Additionally, the k8 is deployed using aws cdk with the following settings:

// Create K8 node group
    const multipartUserData = new ec2.MultipartUserData();
    const userData = ec2.UserData.forLinux();
    multipartUserData.addUserDataPart(
      userData,
      ec2.MultipartBody.SHELL_SCRIPT,
      true
    );
    multipartUserData.addCommands(
      'set -o xtrace',
      // NOTE: Dead containers can starve our nodes of
      // resources. The commands ensures garbage collection
      // of dead containers.
      `/etc/eks/bootstrap.sh --kubelet-extra-args '--image-gc-high-threshold="85" --image-gc-low-threshold="80" --maximum-dead-containers=1 --eviction-hard=memory.available<100Mi,nodefs.available<10%,nodefs.inodesFree<5%,imagefs.available<25%'`

    );
    const lt = new ec2.CfnLaunchTemplate(this, 'LaunchTemplate', {
      launchTemplateData: {
        instanceType: 'm5.2xlarge',
        userData: cdk.Fn.base64(multipartUserData.render()),
      },
    });

    // Create K8 cluster
    const cluster = new eks.Cluster(this, 'k8cl', {
      clusterName: 'airbyte-cluster',
      version: eks.KubernetesVersion.V1_21,
      defaultCapacity: 0,
    });
    cluster.addNodegroupCapacity('default-nodegroup', {
      launchTemplateSpec: {
        id: lt.ref,
        version: lt.attrLatestVersionNumber,
      },
      minSize: 2,
      desiredSize: 2,
      maxSize: 3,
    });

It appears the issue is very similar to this: Completed Pod not getting cleaned after failed sync or success · Issue #16589 · airbytehq/airbyte · GitHub

Is there a way for me to configure a history limit on the pods spun up by the airbyte-worker?
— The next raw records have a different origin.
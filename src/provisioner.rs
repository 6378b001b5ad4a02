// Copyright (c) 2025 Erick Bourgeois, firestoned
// SPDX-License-Identifier: MIT

//! The provisioner contract and the ownership policy.
//!
//! A provisioner is a DNS backend that can read an authoritative zone and
//! apply a change set. The reconciler only ever talks to this trait; the
//! Route 53 and Cloud DNS implementations live in their own modules, and a
//! [`DryRun`] decorator can wrap any of them.

use anyhow::Result;
use async_trait::async_trait;
use regex::Regex;
use std::collections::BTreeMap;
use tracing::info;

use crate::zone::{RecordFlags, Zone};

/// An authoritative DNS backend.
#[async_trait]
pub trait Provisioner: Send + Sync {
    /// The current authoritative records for the zone, including exactly
    /// one SOA.
    async fn remote_zone(&self) -> Result<Zone>;

    /// The flag keys that form part of the record-set identity for this
    /// backend.
    fn group_flags(&self) -> &[String];

    /// The ownership policy for this backend, compiled at startup.
    ///
    /// An empty policy means foreign record groups are never pruned.
    fn owner_flags(&self) -> &OwnerFlags;

    /// Apply a change set: remove `unwanted`, add `wanted`.
    ///
    /// `desired` and `remote` carry the full zones the change was computed
    /// from, so backends that operate on whole record sets can reconstruct
    /// them.
    async fn update_zone(
        &self,
        wanted: &Zone,
        unwanted: &Zone,
        desired: &Zone,
        remote: &Zone,
    ) -> Result<()>;
}

/// The compiled owner-flag policy: flag key to anchored regex.
///
/// A foreign remote group is eligible for pruning only when every
/// configured key is present in the group's flag set with a value the
/// regex matches. This keeps coexisting third-party records in the same
/// zone out of reach.
#[derive(Debug, Clone, Default)]
pub struct OwnerFlags(BTreeMap<String, Regex>);

impl OwnerFlags {
    pub fn new(flags: BTreeMap<String, Regex>) -> Self {
        OwnerFlags(flags)
    }

    pub fn is_empty(&self) -> bool {
        self.0.is_empty()
    }

    /// Whether a record group with the given flags is owned by this
    /// instance. Always false for an empty policy.
    pub fn owns(&self, flags: &RecordFlags) -> bool {
        if self.0.is_empty() {
            return false;
        }
        self.0
            .iter()
            .all(|(key, regex)| flags.get(key).is_some_and(|value| regex.is_match(value)))
    }
}

/// Wraps a provisioner, logging the change sets instead of applying them.
pub struct DryRun {
    inner: Box<dyn Provisioner>,
}

impl DryRun {
    pub fn new(inner: Box<dyn Provisioner>) -> Self {
        DryRun { inner }
    }
}

#[async_trait]
impl Provisioner for DryRun {
    async fn remote_zone(&self) -> Result<Zone> {
        self.inner.remote_zone().await
    }

    fn group_flags(&self) -> &[String] {
        self.inner.group_flags()
    }

    fn owner_flags(&self) -> &OwnerFlags {
        self.inner.owner_flags()
    }

    async fn update_zone(
        &self,
        wanted: &Zone,
        unwanted: &Zone,
        _desired: &Zone,
        _remote: &Zone,
    ) -> Result<()> {
        info!("dry-run: wanted records:\n{wanted}");
        info!("dry-run: unwanted records:\n{unwanted}");
        Ok(())
    }
}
Did you check Sunny comment in the issue? The pod-sweeper will clean every two hour the stale pods.

We reduced it down to every 30 seconds and it has fixed the issue. Do you know if there’s a way for us to define successfulJobsHistoryLimit and failedJobsHistoryLimit for these jobs? Not ideal that we are relying on a sweeper that runs periodically as opposed to enforcing it at the infra level in terms of max jobs retained. Reference here: Running Automated Tasks with a CronJob | Kubernetes

I don’t think it’s possible because Airbyte doesn’t use cronJobs to launch the connectors.

Thanks Marco. Are there any suggestions other than pod sweeper? Mainly worried that if we have a high volume of syncs then we can run into the same issue.

Unfortunately the option Airbyte uses is pod-sweeper. You can create custom script in Kubernetes to handle whevener you want to achieve but is a cstomization.